The staff noted that LR-ISG-2012-02 added the two cited AMR items, 3.4.1-64 and 3.4.1-65, to address these material, environment, aging effect, and program combinations, and the staff confirmed the applicants claim of consistency. The staff concludes that for LRA items 3.4.1-64 and 3.4.1-65, the applicant has demonstrated that the effects of aging for these components will be adequately managed so that the intended function(s) will be maintained consistent with the CLB for the period of extended operation as required by 10 CFR 54.21(a)(3).
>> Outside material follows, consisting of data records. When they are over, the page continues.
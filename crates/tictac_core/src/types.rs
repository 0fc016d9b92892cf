//! Core domain types for tic-tac-toe.

use serde::{Deserialize, Serialize};

/// A player's mark.
#[derive(
    Debug,
    Clone,
    Copy,
    PartialEq,
    Eq,
    Hash,
    Serialize,
    Deserialize,
    derive_more::Display,
    strum::EnumIter,
)]
pub enum Mark {
    /// Mark X (moves first).
    #[display("X")]
    X,
    /// Mark O (moves second).
    #[display("O")]
    O,
}

impl Mark {
    /// Returns the opponent's mark.
    pub fn opponent(self) -> Self {
        match self {
            Mark::X => Mark::O,
            Mark::O => Mark::X,
        }
    }
}

/// A cell on the board.
#[derive(Debug, Clone, Copy, PartialEq, Eq, Hash, Default, Serialize, Deserialize)]
pub enum Cell {
    /// Nobody has played here.
    #[default]
    Empty,
    /// Cell holds a mark.
    Marked(Mark),
}

impl Cell {
    /// Checks if the cell is empty.
    pub fn is_empty(self) -> bool {
        matches!(self, Cell::Empty)
    }

    /// Returns the mark in this cell, if any.
    pub fn mark(self) -> Option<Mark> {
        match self {
            Cell::Empty => None,
            Cell::Marked(mark) => Some(mark),
        }
    }
}

impl std::fmt::Display for Cell {
    fn fmt(&self, f: &mut std::fmt::Formatter<'_>) -> std::fmt::Result {
        match self {
            Cell::Empty => write!(f, "_"),
            Cell::Marked(mark) => write!(f, "{}", mark),
        }
    }
}

/// Zero-based board coordinate.
#[derive(
    Debug,
    Clone,
    Copy,
    PartialEq,
    Eq,
    Hash,
    PartialOrd,
    Ord,
    Serialize,
    Deserialize,
    derive_more::Display,
    derive_new::new,
)]
#[display("{},{}", row, col)]
pub struct Coord {
    /// Row index, 0 at the top.
    pub row: usize,
    /// Column index, 0 at the left.
    pub col: usize,
}

impl From<(usize, usize)> for Coord {
    fn from((row, col): (usize, usize)) -> Self {
        Self { row, col }
    }
}

#[cfg(test)]
mod tests {
    use super::*;

    #[test]
    fn test_opponent_flips() {
        assert_eq!(Mark::X.opponent(), Mark::O);
        assert_eq!(Mark::O.opponent(), Mark::X);
    }

    #[test]
    fn test_cell_display() {
        assert_eq!(Cell::Empty.to_string(), "_");
        assert_eq!(Cell::Marked(Mark::O).to_string(), "O");
    }

    #[test]
    fn test_coord_display() {
        assert_eq!(Coord::new(2, 0).to_string(), "2,0");
    }
}
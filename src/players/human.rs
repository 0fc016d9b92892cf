//! Human player reading coordinates from the terminal.

use super::{Player, Seat, Turn};
use crate::input::{Command, parse_command};
use crate::terminal::Terminal;
use anyhow::Result;
use tictac_core::Board;
use tracing::debug;

/// Human player typing `row col` at a prompt.
#[derive(Debug, Clone)]
pub struct HumanPlayer {
    seat: Seat,
}

impl HumanPlayer {
    /// Creates a human player for `seat`.
    pub fn new(seat: Seat) -> Self {
        Self { seat }
    }
}

impl Player for HumanPlayer {
    fn get_move(&mut self, board: &Board, terminal: &mut dyn Terminal) -> Result<Turn> {
        let prompt = format!("{}> ", self.seat.name());
        loop {
            let Some(line) = terminal.read_line(&prompt)? else {
                debug!(player = %self.seat.name(), "Input closed");
                return Ok(Turn::Quit);
            };

            match parse_command(&line, board.size()) {
                Ok(Command::Place(coord)) => return Ok(Turn::Place(coord)),
                Ok(Command::Quit) => return Ok(Turn::Quit),
                Err(e) => {
                    debug!(input = %line, "Rejected input");
                    terminal.write_line(&e.to_string())?;
                }
            }
        }
    }

    fn seat(&self) -> Seat {
        self.seat
    }
}
//! Square game board with precomputed winning lines.

use crate::error::{BoardError, PlaceError};
use crate::lines::{Line, winning_lines};
use crate::missing::MissingCounts;
use crate::types::{Cell, Coord, Mark};
use tracing::{debug, instrument};

/// An N×N board.
///
/// Cells are stored in row-major order. The winning lines are computed once
/// in [`Board::new`] and never change; [`Board::reset`] keeps them.
#[derive(Debug, Clone, PartialEq, Eq)]
pub struct Board {
    size: usize,
    cells: Vec<Cell>,
    lines: Vec<Line>,
    turn: usize,
}

impl Board {
    /// Creates an empty `size`x`size` board.
    ///
    /// # Errors
    ///
    /// Returns [`BoardError::InvalidSize`] if `size` is zero.
    #[instrument]
    pub fn new(size: usize) -> Result<Self, BoardError> {
        if size < 1 {
            return Err(BoardError::InvalidSize { size });
        }

        let lines = winning_lines(size);
        debug!(size, lines = lines.len(), "Created board");
        Ok(Self {
            size,
            cells: vec![Cell::Empty; size * size],
            lines,
            turn: 0,
        })
    }

    /// Returns the side length.
    pub fn size(&self) -> usize {
        self.size
    }

    /// Returns the number of successful placements so far.
    pub fn turn(&self) -> usize {
        self.turn
    }

    /// Returns the mark whose turn it is (X on even turns).
    pub fn side_to_move(&self) -> Mark {
        if self.turn % 2 == 0 { Mark::X } else { Mark::O }
    }

    /// Returns the winning lines.
    pub fn lines(&self) -> &[Line] {
        &self.lines
    }

    /// Gets the cell at `coord`, or `None` if it is off the board.
    pub fn get(&self, coord: Coord) -> Option<Cell> {
        self.index(coord).map(|idx| self.cells[idx])
    }

    /// Checks if `coord` is on the board and empty.
    pub fn is_empty(&self, coord: Coord) -> bool {
        matches!(self.get(coord), Some(Cell::Empty))
    }

    /// Checks if every cell holds a mark.
    pub fn is_full(&self) -> bool {
        self.cells.iter().all(|cell| !cell.is_empty())
    }

    /// Places `mark` at `coord` and advances the turn counter.
    ///
    /// # Errors
    ///
    /// Returns [`PlaceError::OutOfBounds`] if either axis is outside
    /// `[0, size)` and [`PlaceError::CellOccupied`] if the cell is taken.
    /// The board is untouched on error.
    #[instrument(skip(self), fields(turn = self.turn))]
    pub fn place(&mut self, coord: Coord, mark: Mark) -> Result<(), PlaceError> {
        let idx = self.index(coord).ok_or(PlaceError::OutOfBounds {
            coord,
            size: self.size,
        })?;

        if !self.cells[idx].is_empty() {
            debug!(%coord, "Cell occupied");
            return Err(PlaceError::CellOccupied { coord });
        }

        self.cells[idx] = Cell::Marked(mark);
        self.turn += 1;
        Ok(())
    }

    /// Checks if at least one line is held entirely by `mark`.
    #[instrument(skip(self))]
    pub fn is_line_complete(&self, mark: Mark) -> bool {
        let target = Cell::Marked(mark);
        self.lines
            .iter()
            .any(|line| line.coords().iter().all(|&c| self.cell(c) == target))
    }

    /// Groups the lines still winnable by `mark` by how many cells they lack.
    ///
    /// Lines where the opponent holds any cell are left out entirely.
    #[instrument(skip(self))]
    pub fn counts_by_missing(&self, mark: Mark) -> MissingCounts {
        let blocker = Cell::Marked(mark.opponent());
        let mut counts = MissingCounts::new(self.size);

        for line in &self.lines {
            if line.coords().iter().any(|&c| self.cell(c) == blocker) {
                continue;
            }
            let empties: Vec<Coord> = line
                .coords()
                .iter()
                .copied()
                .filter(|&c| self.cell(c).is_empty())
                .collect();
            counts.push(empties.len(), empties);
        }

        counts
    }

    /// Returns every empty coordinate in row-major order.
    pub fn empty_cells(&self) -> Vec<Coord> {
        self.cells
            .iter()
            .enumerate()
            .filter(|(_, cell)| cell.is_empty())
            .map(|(idx, _)| Coord::new(idx / self.size, idx % self.size))
            .collect()
    }

    /// Returns the corner coordinates, without duplicates on a 1x1 board.
    pub fn corners(&self) -> Vec<Coord> {
        let last = self.size - 1;
        let mut corners = vec![
            Coord::new(0, 0),
            Coord::new(0, last),
            Coord::new(last, 0),
            Coord::new(last, last),
        ];
        corners.dedup();
        corners
    }

    /// Returns the center coordinate for odd sizes.
    pub fn center(&self) -> Option<Coord> {
        (self.size % 2 == 1).then(|| Coord::new(self.size / 2, self.size / 2))
    }

    /// Clears every cell and the turn counter.
    #[instrument(skip(self))]
    pub fn reset(&mut self) {
        self.cells.fill(Cell::Empty);
        self.turn = 0;
    }

    fn index(&self, coord: Coord) -> Option<usize> {
        (coord.row < self.size && coord.col < self.size).then(|| coord.row * self.size + coord.col)
    }

    fn cell(&self, coord: Coord) -> Cell {
        self.cells[coord.row * self.size + coord.col]
    }
}

impl std::fmt::Display for Board {
    fn fmt(&self, f: &mut std::fmt::Formatter<'_>) -> std::fmt::Result {
        for row in self.cells.chunks(self.size) {
            for cell in row {
                write!(f, "[{}]", cell)?;
            }
            writeln!(f)?;
        }
        Ok(())
    }
}
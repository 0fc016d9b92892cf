//! Line-oriented terminal I/O.

use anyhow::Result;
use std::io::{BufRead, Write};
use tracing::instrument;

/// Text input and output for a game session.
pub trait Terminal {
    /// Shows `prompt` and reads one line without its line ending.
    ///
    /// Returns `Ok(None)` at end of input.
    fn read_line(&mut self, prompt: &str) -> Result<Option<String>>;

    /// Writes `line` followed by a newline.
    fn write_line(&mut self, line: &str) -> Result<()>;
}

/// [`Terminal`] backed by any reader/writer pair.
#[derive(Debug)]
pub struct Console<R, W> {
    reader: R,
    writer: W,
}

impl<R: BufRead, W: Write> Console<R, W> {
    /// Creates a console over `reader` and `writer`.
    pub fn new(reader: R, writer: W) -> Self {
        Self { reader, writer }
    }

    /// Returns the writer, e.g. to inspect captured output.
    pub fn into_writer(self) -> W {
        self.writer
    }
}

impl<R: BufRead, W: Write> Terminal for Console<R, W> {
    #[instrument(skip(self))]
    fn read_line(&mut self, prompt: &str) -> Result<Option<String>> {
        write!(self.writer, "{}", prompt)?;
        self.writer.flush()?;

        let mut line = String::new();
        if self.reader.read_line(&mut line)? == 0 {
            return Ok(None);
        }
        Ok(Some(line.trim_end_matches(['\r', '\n']).to_string()))
    }

    fn write_line(&mut self, line: &str) -> Result<()> {
        writeln!(self.writer, "{}", line)?;
        Ok(())
    }
}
Also, by letter dated March 12, 2014, the applicant amended LRA Table 3.5.2-10 to cite generic note F in lieu of generic note J for foamed plastic, Min-k, mineral fiber, and NUKON insulation, and insulation cement and finishing cement, and plastic mastic jacketing exposed to air-indoor uncontrolled and outdoor air, which will be managed for reduce thermal insulation resistance by the External Surfaces Monitoring of Mechanical Components program.
The staffs evaluation of the applicants External Surfaces Monitoring of Mechanical Components program is documented in SER Section 3.0.3.1.15. The staff finds the applicants proposal to manage aging using the External Surfaces Monitoring of Mechanical Components program acceptable because, as amended by letter dated March 12, 2014, the program includes periodic inspections of either the bare metal surfaces under the insulation or the external surfaces of the insulation jacketing that are capable of detecting damage to the jacketing that would allow moisture penetration, which is consistent with the recommended approach in LR-ISG-2012-02.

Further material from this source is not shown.